Avec l’aimable autorisation de Nathan Skubovius

Nathan Skubovius n’avait pas prévu de poursuivre une carrière dans l’exploitation minière. De fait, il a décroché son premier diplôme à l’université Thompson Rivers en architecture et techniques industrielles. C’est après avoir remporté un concours de conception et passé l’été en tant que dessinateur à la mine de New Afton de New Gold, où il dessinait les bâtiments du site minier, qu’il a envisagé de se tourner vers ce secteur. « À la mine, beaucoup m’ont encouragé à retourner à l’université pour étudier le génie », expliquait M. Skubovius.

Après cette expérience, il a décidé de s’inscrire au programme de génie minier de l’université de la Colombie-Britannique (UBC).
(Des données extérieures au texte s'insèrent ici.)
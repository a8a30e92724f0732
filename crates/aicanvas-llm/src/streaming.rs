//! Incremental decoding of line-oriented response bodies.
//!
//! Two layers: [`LineBuffer`] turns arbitrary byte chunks into complete
//! lines, and the line interpreters ([`decode_ollama_line`], [`MarkerDecoder`])
//! turn lines into reply fragments. Output never depends on where the
//! transport happened to split the body.

use std::collections::VecDeque;

use futures::stream::{self, Stream, StreamExt};
use serde::Deserialize;
use tracing::trace;

use aicanvas_core::error::{CanvasError, Result};
use aicanvas_core::traits::FragmentStream;
use aicanvas_core::types::BackendKind;

use crate::providers::error_message;

/// Prefix of a data line in the relay protocol.
pub const MARKER: &str = "data:";

/// Splits a byte stream into lines, buffering partial lines across chunks.
///
/// Splitting happens on raw bytes, so a multi-byte UTF-8 sequence cut by a
/// chunk boundary is reassembled before it is decoded.
#[derive(Debug, Default)]
pub struct LineBuffer {
    pending: Vec<u8>,
}

impl LineBuffer {
    pub fn new() -> Self {
        Self::default()
    }

    /// Feed one chunk and return every line it completed.
    pub fn feed(&mut self, chunk: &[u8]) -> Vec<String> {
        self.pending.extend_from_slice(chunk);
        let mut lines = Vec::new();
        let mut start = 0;
        while let Some(offset) = self.pending[start..].iter().position(|b| *b == b'\n') {
            let end = start + offset;
            lines.push(decode_line(&self.pending[start..end]));
            start = end + 1;
        }
        self.pending.drain(..start);
        lines
    }

    /// Flush a trailing line that had no terminating newline.
    pub fn finish(&mut self) -> Option<String> {
        if self.pending.is_empty() {
            return None;
        }
        let line = decode_line(&self.pending);
        self.pending.clear();
        Some(line)
    }
}

fn decode_line(bytes: &[u8]) -> String {
    let bytes = bytes.strip_suffix(b"\r").unwrap_or(bytes);
    String::from_utf8_lossy(bytes).into_owned()
}

/// One decoded Ollama chat line.
#[derive(Debug, Clone, PartialEq, Eq)]
pub struct OllamaChunk {
    pub content: Option<String>,
    pub done: bool,
}

#[derive(Deserialize)]
struct OllamaLine {
    #[serde(default)]
    message: Option<OllamaLineMessage>,
    #[serde(default)]
    done: bool,
}

#[derive(Deserialize)]
struct OllamaLineMessage {
    #[serde(default)]
    content: Option<String>,
}

/// Interpret one newline-delimited JSON line from Ollama's chat stream.
///
/// Blank lines yield `None`. A line carrying an `error` object, or one that
/// is not JSON at all, aborts the stream.
pub fn decode_ollama_line(line: &str) -> Result<Option<OllamaChunk>> {
    let line = line.trim();
    if line.is_empty() {
        return Ok(None);
    }

    let value: serde_json::Value =
        serde_json::from_str(line).map_err(|e| CanvasError::StreamProtocol {
            backend: BackendKind::Ollama,
            message: format!("malformed stream line: {}", e),
        })?;

    if let Some(message) = error_message(&value) {
        return Err(CanvasError::StreamProtocol {
            backend: BackendKind::Ollama,
            message,
        });
    }

    let parsed: OllamaLine =
        serde_json::from_value(value).map_err(|e| CanvasError::StreamProtocol {
            backend: BackendKind::Ollama,
            message: format!("unexpected stream line: {}", e),
        })?;

    Ok(Some(OllamaChunk {
        content: parsed.message.and_then(|m| m.content),
        done: parsed.done,
    }))
}

/// Decoder for the `data: <payload>` relay protocol.
///
/// Consecutive data lines are joined with `\n`; a blank line ends the event.
/// A payload that is a JSON object with an `error` field aborts the stream.
#[derive(Debug, Default)]
pub struct MarkerDecoder {
    data: Vec<String>,
}

impl MarkerDecoder {
    pub fn new() -> Self {
        Self::default()
    }

    /// Push one line; returns a fragment when the line completed an event.
    pub fn push_line(&mut self, line: &str) -> Result<Option<String>> {
        if line.is_empty() {
            if self.data.is_empty() {
                return Ok(None);
            }
            let payload = std::mem::take(&mut self.data).join("\n");
            return interpret_payload(payload).map(Some);
        }

        if let Some(rest) = line.strip_prefix(MARKER) {
            let value = rest.strip_prefix(' ').unwrap_or(rest);
            self.data.push(value.to_string());
        } else {
            // Comments, event names, ids.
            trace!(line, "Ignoring non-data relay line");
        }
        Ok(None)
    }

    /// Flush a trailing event the body never terminated with a blank line.
    pub fn finish(&mut self) -> Result<Option<String>> {
        self.push_line("")
    }
}

fn interpret_payload(payload: String) -> Result<String> {
    if payload.trim_start().starts_with('{') {
        if let Ok(value) = serde_json::from_str::<serde_json::Value>(&payload) {
            if let Some(message) = error_message(&value) {
                return Err(CanvasError::StreamProtocol {
                    backend: BackendKind::Ollama,
                    message,
                });
            }
        }
    }
    Ok(payload)
}

struct LineState<S> {
    inner: S,
    buffer: LineBuffer,
    ready: VecDeque<String>,
    eof: bool,
    backend: BackendKind,
}

/// Turn a raw byte stream into a stream of complete lines.
pub fn lines<S, B, E>(bytes: S, backend: BackendKind) -> impl Stream<Item = Result<String>> + Send
where
    S: Stream<Item = std::result::Result<B, E>> + Send + Unpin,
    B: AsRef<[u8]> + Send,
    E: std::fmt::Display + Send,
{
    let state = LineState {
        inner: bytes,
        buffer: LineBuffer::new(),
        ready: VecDeque::new(),
        eof: false,
        backend,
    };

    stream::unfold(state, |mut st| async move {
        loop {
            if let Some(line) = st.ready.pop_front() {
                return Some((Ok(line), st));
            }
            if st.eof {
                return None;
            }
            match st.inner.next().await {
                Some(Ok(chunk)) => {
                    let completed = st.buffer.feed(chunk.as_ref());
                    st.ready.extend(completed);
                }
                Some(Err(e)) => {
                    st.eof = true;
                    let err = CanvasError::StreamProtocol {
                        backend: st.backend,
                        message: format!("body read failed: {}", e),
                    };
                    return Some((Err(err), st));
                }
                None => {
                    st.eof = true;
                    if let Some(rest) = st.buffer.finish() {
                        st.ready.push_back(rest);
                    }
                }
            }
        }
    })
}

/// Fragments of an Ollama streaming chat body.
///
/// Ends at the first `done` line, at the end of the body, or after the
/// first error.
pub fn ollama_fragments<S, B, E>(bytes: S) -> FragmentStream
where
    S: Stream<Item = std::result::Result<B, E>> + Send + Unpin + 'static,
    B: AsRef<[u8]> + Send + 'static,
    E: std::fmt::Display + Send + 'static,
{
    lines(bytes, BackendKind::Ollama)
        .scan(false, |finished, item| {
            if *finished {
                return futures::future::ready(None);
            }
            let out = match item.and_then(|line| decode_ollama_line(&line)) {
                Ok(Some(chunk)) => {
                    *finished = chunk.done;
                    Some(chunk.content.filter(|c| !c.is_empty()).map(Ok))
                }
                Ok(None) => Some(None),
                Err(e) => {
                    *finished = true;
                    Some(Some(Err(e)))
                }
            };
            futures::future::ready(out)
        })
        .filter_map(futures::future::ready)
        .boxed()
}

/// Fragments of a relay body written with the `data: ` marker protocol.
pub fn marker_fragments<S, B, E>(bytes: S) -> FragmentStream
where
    S: Stream<Item = std::result::Result<B, E>> + Send + Unpin + 'static,
    B: AsRef<[u8]> + Send + 'static,
    E: std::fmt::Display + Send + 'static,
{
    // `None` marks the end of the body.
    lines(bytes, BackendKind::Ollama)
        .map(Some)
        .chain(stream::once(futures::future::ready(None)))
        .scan((MarkerDecoder::new(), false), |(decoder, failed), item| {
            if *failed {
                return futures::future::ready(None);
            }
            let decoded = match item {
                Some(line) => line.and_then(|line| decoder.push_line(&line)),
                None => decoder.finish(),
            };
            let out = match decoded {
                Ok(fragment) => Some(fragment.map(Ok)),
                Err(e) => {
                    *failed = true;
                    Some(Some(Err(e)))
                }
            };
            futures::future::ready(out)
        })
        .filter_map(futures::future::ready)
        .boxed()
}

/// Concatenate a fragment stream into the full reply.
pub async fn collect_fragments(mut fragments: FragmentStream) -> Result<String> {
    let mut full = String::new();
    while let Some(fragment) = fragments.next().await {
        full.push_str(&fragment?);
    }
    Ok(full)
}

#[cfg(test)]
mod tests {
    use super::*;

    fn chunks(parts: Vec<&[u8]>) -> impl Stream<Item = std::result::Result<Vec<u8>, String>> + Send + Unpin {
        stream::iter(parts.into_iter().map(|p| Ok::<_, String>(p.to_vec())).collect::<Vec<_>>())
    }

    #[test]
    fn test_line_buffer_holds_partial_line() {
        let mut buf = LineBuffer::new();
        assert!(buf.feed(b"{\"a\":").is_empty());
        assert_eq!(buf.feed(b"1}\n{\"b\""), vec!["{\"a\":1}"]);
        assert_eq!(buf.finish().as_deref(), Some("{\"b\""));
        assert!(buf.finish().is_none());
    }

    #[test]
    fn test_line_buffer_rejoins_split_utf8() {
        let text = "héllo ✓\n";
        let bytes = text.as_bytes();
        let mut buf = LineBuffer::new();
        let mut out = Vec::new();
        for b in bytes {
            out.extend(buf.feed(std::slice::from_ref(b)));
        }
        assert_eq!(out, vec!["héllo ✓"]);
    }

    #[test]
    fn test_line_buffer_strips_carriage_return() {
        let mut buf = LineBuffer::new();
        assert_eq!(buf.feed(b"data: x\r\n\r\n"), vec!["data: x", ""]);
    }

    #[test]
    fn test_decode_ollama_line() {
        let chunk = decode_ollama_line(r#"{"message":{"role":"assistant","content":"Hi"},"done":false}"#)
            .unwrap()
            .unwrap();
        assert_eq!(chunk.content.as_deref(), Some("Hi"));
        assert!(!chunk.done);

        assert!(decode_ollama_line("   ").unwrap().is_none());
    }

    #[test]
    fn test_decode_ollama_error_line() {
        let err = decode_ollama_line(r#"{"error":"model 'nope' not found"}"#).unwrap_err();
        match err {
            CanvasError::StreamProtocol { message, .. } => assert!(message.contains("not found")),
            other => panic!("unexpected error: {other:?}"),
        }
    }

    #[test]
    fn test_decode_ollama_malformed_line() {
        assert!(matches!(
            decode_ollama_line("{not json"),
            Err(CanvasError::StreamProtocol { .. })
        ));
    }

    #[test]
    fn test_marker_decoder_joins_data_lines() {
        let mut dec = MarkerDecoder::new();
        assert!(dec.push_line("data: line one").unwrap().is_none());
        assert!(dec.push_line("data: line two").unwrap().is_none());
        assert_eq!(dec.push_line("").unwrap().as_deref(), Some("line one\nline two"));
        assert!(dec.push_line("").unwrap().is_none());
    }

    #[test]
    fn test_marker_decoder_error_payload() {
        let mut dec = MarkerDecoder::new();
        dec.push_line(r#"data: {"error": "upstream closed"}"#).unwrap();
        assert!(matches!(dec.push_line(""), Err(CanvasError::StreamProtocol { .. })));
    }

    #[test]
    fn test_marker_decoder_keeps_plain_json_payload() {
        let mut dec = MarkerDecoder::new();
        dec.push_line(r#"data: {"answer": 42}"#).unwrap();
        assert_eq!(dec.push_line("").unwrap().as_deref(), Some(r#"{"answer": 42}"#));
    }

    #[tokio::test]
    async fn test_ollama_fragments_stop_at_done() {
        let body: Vec<&[u8]> = vec![
            b"{\"message\":{\"content\":\"Hel\"},\"done\":false}\n{\"message\":{\"con",
            b"tent\":\"lo\"},\"done\":false}\n",
            b"{\"message\":{\"content\":\"\"},\"done\":true}\n{\"message\":{\"content\":\"late\"}}\n",
        ];
        let full = collect_fragments(ollama_fragments(chunks(body))).await.unwrap();
        assert_eq!(full, "Hello");
    }

    #[tokio::test]
    async fn test_ollama_fragments_error_aborts() {
        let body: Vec<&[u8]> = vec![
            b"{\"message\":{\"content\":\"par\"},\"done\":false}\n",
            b"{\"error\":\"out of memory\"}\n",
        ];
        let mut frags = ollama_fragments(chunks(body));
        assert_eq!(frags.next().await.unwrap().unwrap(), "par");
        assert!(frags.next().await.unwrap().is_err());
        assert!(frags.next().await.is_none());
    }

    #[tokio::test]
    async fn test_body_read_failure_is_protocol_error() {
        let body = stream::iter(vec![
            Ok(b"{\"message\":{\"content\":\"a\"}}\n".to_vec()),
            Err("connection reset".to_string()),
        ]);
        let err = collect_fragments(ollama_fragments(body)).await.unwrap_err();
        assert!(err.to_string().contains("connection reset"));
    }
}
Chaque été pendant ses études de génie minier, M. Skubovius s’efforçait de travailler dans toute la palette du procédé minier plutôt que de se cantonner à un seul domaine trop prématurément. Il a été assistant géologue dans le cadre du projet Schaft Creek de Teck Resources, ingénieur en aérage et ingénieur de la route des glaciers à la mine Brucejack de Pretium Resources, coordonnateur de l’aménagement du territoire au gouvernement central de la nation des Tahltans, et enfin adjoint à l’ingénieur en géotechnique à Kutcho Copper.

En 2019, M. Skubovius est devenu le premier membre de la Première Nation des Tahltans (dont le territoire couvre 11 % du nord de la Colombie-Britannique, notamment les communautés de Telegraph Creek, Dease Lake et Iskut) à obtenir son diplôme du Norman B. Keevil Institute of Mining Engineering (l’institut Norman B. Keevil de génie minier) de l’UBC. Après avoir obtenu son diplôme, il a décroché un emploi dans le département de géotechnique appliquée à la mine de cuivre de Highland Valley de Teck et, en juillet, a endossé le rôle d’ingénieur préposé au forage et au dynamitage.

L’ICM : Vous êtes le premier diplômé tahltan du programme de génie minier de l’UBC. Quelle importance cela revêt-il pour vous ?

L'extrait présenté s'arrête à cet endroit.